How many of the lines below have "RuntimeConfig" in them? Say the number and nothing more.

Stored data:
***

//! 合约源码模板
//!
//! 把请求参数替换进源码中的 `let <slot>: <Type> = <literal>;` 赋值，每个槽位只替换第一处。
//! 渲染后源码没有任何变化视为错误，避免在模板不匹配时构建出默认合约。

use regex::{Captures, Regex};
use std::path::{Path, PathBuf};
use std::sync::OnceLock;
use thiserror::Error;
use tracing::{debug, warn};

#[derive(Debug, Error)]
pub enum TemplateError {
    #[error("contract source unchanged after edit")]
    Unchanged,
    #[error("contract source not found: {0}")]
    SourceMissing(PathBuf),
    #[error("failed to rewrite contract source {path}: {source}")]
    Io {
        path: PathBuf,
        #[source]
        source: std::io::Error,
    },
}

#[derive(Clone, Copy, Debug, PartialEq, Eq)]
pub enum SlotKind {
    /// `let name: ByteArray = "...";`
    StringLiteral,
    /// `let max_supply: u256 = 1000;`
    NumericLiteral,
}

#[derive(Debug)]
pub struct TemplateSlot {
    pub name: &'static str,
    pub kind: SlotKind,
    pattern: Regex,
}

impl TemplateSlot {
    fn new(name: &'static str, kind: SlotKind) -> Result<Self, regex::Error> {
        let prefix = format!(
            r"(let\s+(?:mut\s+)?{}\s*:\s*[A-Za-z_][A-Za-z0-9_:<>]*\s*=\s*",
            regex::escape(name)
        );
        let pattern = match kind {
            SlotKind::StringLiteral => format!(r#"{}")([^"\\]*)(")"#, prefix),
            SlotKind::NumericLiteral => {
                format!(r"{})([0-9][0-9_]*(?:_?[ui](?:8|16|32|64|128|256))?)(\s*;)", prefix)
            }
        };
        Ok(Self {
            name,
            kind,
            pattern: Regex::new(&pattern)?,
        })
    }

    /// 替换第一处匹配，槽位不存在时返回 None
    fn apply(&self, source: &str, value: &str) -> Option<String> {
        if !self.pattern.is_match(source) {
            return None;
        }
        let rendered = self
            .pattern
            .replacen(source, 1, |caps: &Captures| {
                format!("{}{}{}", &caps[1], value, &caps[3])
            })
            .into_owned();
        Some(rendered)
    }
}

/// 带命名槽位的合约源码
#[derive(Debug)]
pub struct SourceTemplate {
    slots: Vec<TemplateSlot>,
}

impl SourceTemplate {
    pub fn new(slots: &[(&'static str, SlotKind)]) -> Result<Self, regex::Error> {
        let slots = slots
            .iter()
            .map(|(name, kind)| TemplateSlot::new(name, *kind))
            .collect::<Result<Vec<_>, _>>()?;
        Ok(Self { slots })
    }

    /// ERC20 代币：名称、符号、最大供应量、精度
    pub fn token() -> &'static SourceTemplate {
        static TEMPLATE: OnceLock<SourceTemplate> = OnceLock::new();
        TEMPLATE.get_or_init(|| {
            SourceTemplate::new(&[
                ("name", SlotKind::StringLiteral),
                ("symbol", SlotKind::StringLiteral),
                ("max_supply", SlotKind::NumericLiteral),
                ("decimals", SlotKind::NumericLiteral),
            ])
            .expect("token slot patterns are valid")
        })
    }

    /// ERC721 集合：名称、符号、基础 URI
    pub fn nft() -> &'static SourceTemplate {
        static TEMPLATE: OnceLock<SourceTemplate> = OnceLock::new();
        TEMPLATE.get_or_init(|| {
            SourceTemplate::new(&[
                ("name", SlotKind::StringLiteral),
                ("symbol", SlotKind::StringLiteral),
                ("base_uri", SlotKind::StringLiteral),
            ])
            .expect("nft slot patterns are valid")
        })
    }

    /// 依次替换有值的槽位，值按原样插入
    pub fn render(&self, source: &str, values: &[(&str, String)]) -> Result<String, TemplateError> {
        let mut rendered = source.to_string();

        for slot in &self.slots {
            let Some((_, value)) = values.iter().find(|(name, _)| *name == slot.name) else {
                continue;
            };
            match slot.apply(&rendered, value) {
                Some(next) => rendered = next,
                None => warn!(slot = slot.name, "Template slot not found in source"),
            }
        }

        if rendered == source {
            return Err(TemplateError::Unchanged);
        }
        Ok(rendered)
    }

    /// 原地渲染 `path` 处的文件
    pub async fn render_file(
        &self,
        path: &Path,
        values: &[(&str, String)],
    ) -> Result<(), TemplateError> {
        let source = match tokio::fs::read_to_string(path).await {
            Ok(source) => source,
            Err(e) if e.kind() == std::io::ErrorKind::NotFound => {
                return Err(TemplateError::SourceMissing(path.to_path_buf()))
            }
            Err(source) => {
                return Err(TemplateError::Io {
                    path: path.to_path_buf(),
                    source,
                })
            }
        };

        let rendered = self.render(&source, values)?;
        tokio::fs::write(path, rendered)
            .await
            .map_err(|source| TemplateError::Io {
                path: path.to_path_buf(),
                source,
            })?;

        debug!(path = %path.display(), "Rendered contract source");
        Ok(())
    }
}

***

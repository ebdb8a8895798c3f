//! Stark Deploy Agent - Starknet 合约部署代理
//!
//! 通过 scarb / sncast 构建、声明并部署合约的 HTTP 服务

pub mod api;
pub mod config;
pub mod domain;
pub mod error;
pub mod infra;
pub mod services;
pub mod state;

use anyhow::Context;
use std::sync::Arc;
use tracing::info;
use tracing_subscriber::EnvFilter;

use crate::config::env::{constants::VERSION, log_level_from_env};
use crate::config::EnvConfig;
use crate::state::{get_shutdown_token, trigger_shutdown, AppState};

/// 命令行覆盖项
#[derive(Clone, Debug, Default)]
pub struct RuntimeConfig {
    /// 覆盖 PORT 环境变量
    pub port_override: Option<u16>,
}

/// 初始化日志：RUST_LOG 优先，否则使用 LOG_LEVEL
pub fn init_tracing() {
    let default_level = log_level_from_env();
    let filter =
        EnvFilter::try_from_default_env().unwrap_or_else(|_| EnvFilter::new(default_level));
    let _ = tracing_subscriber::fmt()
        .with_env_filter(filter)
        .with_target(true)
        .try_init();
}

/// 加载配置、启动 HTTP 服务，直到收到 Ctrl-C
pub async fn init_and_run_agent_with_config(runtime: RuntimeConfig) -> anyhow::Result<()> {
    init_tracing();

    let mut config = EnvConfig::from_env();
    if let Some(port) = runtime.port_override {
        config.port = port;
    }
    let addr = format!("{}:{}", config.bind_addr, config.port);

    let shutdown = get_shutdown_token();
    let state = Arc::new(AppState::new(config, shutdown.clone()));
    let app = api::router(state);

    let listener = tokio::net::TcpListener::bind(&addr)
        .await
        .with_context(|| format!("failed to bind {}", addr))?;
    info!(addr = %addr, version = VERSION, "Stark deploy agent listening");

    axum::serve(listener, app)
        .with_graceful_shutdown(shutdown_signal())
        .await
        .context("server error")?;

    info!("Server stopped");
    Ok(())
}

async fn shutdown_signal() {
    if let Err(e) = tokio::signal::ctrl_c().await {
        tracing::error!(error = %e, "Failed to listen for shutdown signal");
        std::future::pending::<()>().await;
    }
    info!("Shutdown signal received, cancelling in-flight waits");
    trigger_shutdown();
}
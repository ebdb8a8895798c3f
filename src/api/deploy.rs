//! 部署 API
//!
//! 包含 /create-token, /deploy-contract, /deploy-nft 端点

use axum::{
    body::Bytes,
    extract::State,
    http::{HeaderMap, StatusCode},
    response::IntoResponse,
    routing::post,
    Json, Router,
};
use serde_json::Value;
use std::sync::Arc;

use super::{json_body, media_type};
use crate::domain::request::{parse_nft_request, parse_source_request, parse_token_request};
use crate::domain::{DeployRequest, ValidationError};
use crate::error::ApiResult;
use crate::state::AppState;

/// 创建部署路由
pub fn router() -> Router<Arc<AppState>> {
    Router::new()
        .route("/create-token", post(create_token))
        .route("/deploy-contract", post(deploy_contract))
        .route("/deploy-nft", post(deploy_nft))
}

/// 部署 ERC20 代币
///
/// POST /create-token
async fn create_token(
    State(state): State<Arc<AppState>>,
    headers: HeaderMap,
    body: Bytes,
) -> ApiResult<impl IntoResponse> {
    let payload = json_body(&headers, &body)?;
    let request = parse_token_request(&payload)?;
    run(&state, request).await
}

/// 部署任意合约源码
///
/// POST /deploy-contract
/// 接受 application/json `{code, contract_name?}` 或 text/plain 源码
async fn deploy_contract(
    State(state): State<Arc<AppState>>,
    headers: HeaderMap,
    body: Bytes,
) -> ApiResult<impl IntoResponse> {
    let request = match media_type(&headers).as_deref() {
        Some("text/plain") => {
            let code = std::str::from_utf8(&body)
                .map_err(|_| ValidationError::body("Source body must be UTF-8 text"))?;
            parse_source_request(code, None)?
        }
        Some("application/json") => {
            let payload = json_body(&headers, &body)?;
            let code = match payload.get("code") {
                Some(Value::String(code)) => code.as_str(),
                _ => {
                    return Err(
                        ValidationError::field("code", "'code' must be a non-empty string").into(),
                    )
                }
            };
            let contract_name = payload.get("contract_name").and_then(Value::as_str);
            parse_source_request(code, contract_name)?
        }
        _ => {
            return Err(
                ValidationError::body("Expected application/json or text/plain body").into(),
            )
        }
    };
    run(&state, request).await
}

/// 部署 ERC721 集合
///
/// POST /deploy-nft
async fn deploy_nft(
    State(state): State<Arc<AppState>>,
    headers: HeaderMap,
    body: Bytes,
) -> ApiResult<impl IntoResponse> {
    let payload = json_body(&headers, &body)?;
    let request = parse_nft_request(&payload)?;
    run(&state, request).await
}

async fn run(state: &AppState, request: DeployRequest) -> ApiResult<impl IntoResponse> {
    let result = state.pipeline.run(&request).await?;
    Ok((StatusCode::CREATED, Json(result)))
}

***

- [Exercise answer]
2